Eileen Chang to New York

Yangtze Repertory Theatre presents "The Naked Earth"
-- a play (in English) by Evans Chan based on Eileen Chang's 1954 novel
Bank Street Theatre, 155 Bank Street, New York City
Thursday through Saturday, June 1-3 & June 8-11 at 7.30pm
Sundays, June 4 & 11 at 3pm
Admission: $15; $10 for students and seniors; TDF accepted
Reservations: 718/ 263 8829
Press contact: Audrey Ross (tel: 212 586 3500, fax: 586 3681)

YANGTZE REPERTORY THEATRE, the company devoted to presenting works by Asian writers, is proud to present The Naked Earth, a new play by award-winning critic/filmmaker Evans Chan, based on the 1954 novel by Eileen Chang. Performed in English, the play will be directed by Dr. Joanna Chan, Artistic Director of Yangtze; choreography is by Yung Yung Tsuai; set by Anne Lommel; lighting design by Aaron Spivey; music by Sola Liu.

The novel Naked Earth by the much-revered Eileen Chang (Chang Ai-ling) -- whose work has been adapted for the screen by Hou Hsiao-hsien (Flowers of Shanghai), Ann Hui (Eighteen Springs), Stanley Kwan (Red Rose, White Rose) and other noted Chinese filmmakers -- was published in Hong Kong in 1954 shortly after Chang fled China in 1952. Its depiction of a forgotten chapter in the horrendous years of the founding of the PRC has guaranteed its banned status in China until the present time. Chang passed away in 1995 in Los Angeles after four decades' reclusive exile in the US. Despite her obscurity in America, her literary reputation has soared in the Chinese speaking world. The New York Times obituary (September 13, 1995) noted that "[her] finely honed psychological studies and precise language won her acclaim as a giant of modern Chinese literature."

The Naked Earth unfolds as Liu Chuen, a Chinese POW in the Korean War, while being interrogated by Herb, a US army officer, recounts his political troubles and romantic entanglement with two women, Su Nan and Ko Shan, in a China already embroiled in lethal social turmoil.

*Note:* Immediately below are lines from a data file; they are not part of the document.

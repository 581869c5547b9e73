//! Extension hooks run during [`MailSender::send`](crate::MailSender::send).

use std::fmt;

use crate::message::OutgoingMessage;
use crate::transport::{SessionConfig, Transport};

/// Customization points of a send.
///
/// Both methods default to doing nothing. Install an implementation with
/// [`MailSender::with_hooks`](crate::MailSender::with_hooks).
pub trait SendHooks {
    /// Called with the session configuration before the transport is created.
    fn before_create_session(&self, config: &mut SessionConfig) {
        let _ = config;
    }

    /// Called with the connected transport and the finalized message, right
    /// before the message is sent.
    fn before_send_message(&self, transport: &mut dyn Transport, message: &mut OutgoingMessage) {
        let _ = (transport, message);
    }
}

/// Hooks that do nothing.
#[derive(Debug, Default, Clone, Copy)]
pub struct NoopHooks;

impl SendHooks for NoopHooks {}

type CreateSessionFn = Box<dyn Fn(&mut SessionConfig)>;
type SendMessageFn = Box<dyn Fn(&mut dyn Transport, &mut OutgoingMessage)>;

/// Hooks built from closures.
///
/// ```ignore
/// let hooks = FnHooks::new()
///     .on_create_session(|config| {
///         config.set_property(HELLO_NAME_PROPERTY, "client.example.com");
///     })
///     .on_send_message(|_, message| message.subject.insert_str(0, "[test] "));
/// ```
#[derive(Default)]
pub struct FnHooks {
    create_session: Option<CreateSessionFn>,
    send_message: Option<SendMessageFn>,
}

impl FnHooks {
    /// Creates hooks that do nothing until closures are set.
    #[must_use]
    pub fn new() -> Self {
        Self::default()
    }

    /// Sets the closure run before the session is created.
    #[must_use]
    pub fn on_create_session(mut self, hook: impl Fn(&mut SessionConfig) + 'static) -> Self {
        self.create_session = Some(Box::new(hook));
        self
    }

    /// Sets the closure run before the message is sent.
    #[must_use]
    pub fn on_send_message(
        mut self,
        hook: impl Fn(&mut dyn Transport, &mut OutgoingMessage) + 'static,
    ) -> Self {
        self.send_message = Some(Box::new(hook));
        self
    }
}

impl SendHooks for FnHooks {
    fn before_create_session(&self, config: &mut SessionConfig) {
        if let Some(hook) = &self.create_session {
            hook(config);
        }
    }

    fn before_send_message(&self, transport: &mut dyn Transport, message: &mut OutgoingMessage) {
        if let Some(hook) = &self.send_message {
            hook(transport, message);
        }
    }
}

impl fmt::Debug for FnHooks {
    fn fmt(&self, f: &mut fmt::Formatter<'_>) -> fmt::Result {
        f.debug_struct("FnHooks")
            .field("create_session", &self.create_session.is_some())
            .field("send_message", &self.send_message.is_some())
            .finish()
    }
}

#[cfg(test)]
#[allow(clippy::unwrap_used)]
mod tests {
    use std::cell::Cell;
    use std::rc::Rc;

    use super::*;
    use crate::config::SmtpConfig;
    use crate::transport::{HELLO_NAME_PROPERTY, SmtpTransport};

    fn session_config() -> SessionConfig {
        SessionConfig::new(&SmtpConfig::new("localhost"), Some("me@example.com"))
    }

    #[test]
    fn test_noop_hooks_leave_config_alone() {
        let mut config = session_config();
        NoopHooks.before_create_session(&mut config);
        assert_eq!(config, session_config());
    }

    #[test]
    fn test_fn_hooks_run_closures() {
        let calls = Rc::new(Cell::new(0));
        let counter = Rc::clone(&calls);
        let hooks = FnHooks::new()
            .on_create_session(|config| {
                config.set_property(HELLO_NAME_PROPERTY, "client.example.com");
            })
            .on_send_message(move |transport, message| {
                assert!(!transport.is_connected());
                message.subject.insert_str(0, "[test] ");
                counter.set(counter.get() + 1);
            });

        let mut config = session_config();
        hooks.before_create_session(&mut config);
        assert_eq!(config.property(HELLO_NAME_PROPERTY), Some("client.example.com"));

        let mut transport = SmtpTransport::new(config);
        let mut message = OutgoingMessage::new("me@example.com".parse().unwrap(), "Report");
        hooks.before_send_message(&mut transport, &mut message);

        assert_eq!(message.subject, "[test] Report");
        assert_eq!(calls.get(), 1);
    }

    #[test]
    fn test_fn_hooks_without_closures() {
        let hooks = FnHooks::new();
        let mut config = session_config();
        hooks.before_create_session(&mut config);
        assert!(config.properties.is_empty());
        assert!(format!("{hooks:?}").contains("create_session: false"));
    }
}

Dealing with love and betrayal on many levels -- between friends, lovers, husbands and wives, as well as between an ancient culture and its leader -- the play probes the bitter end of an era as the characters struggle to survive government campaigns that are the forerunners of Great Leap Forward and the Cultural Revolution. The Yangtze presentation of "The Naked Earth" in 2000 is an act of remembrance -- of forgotten heroes and a neglected novelist.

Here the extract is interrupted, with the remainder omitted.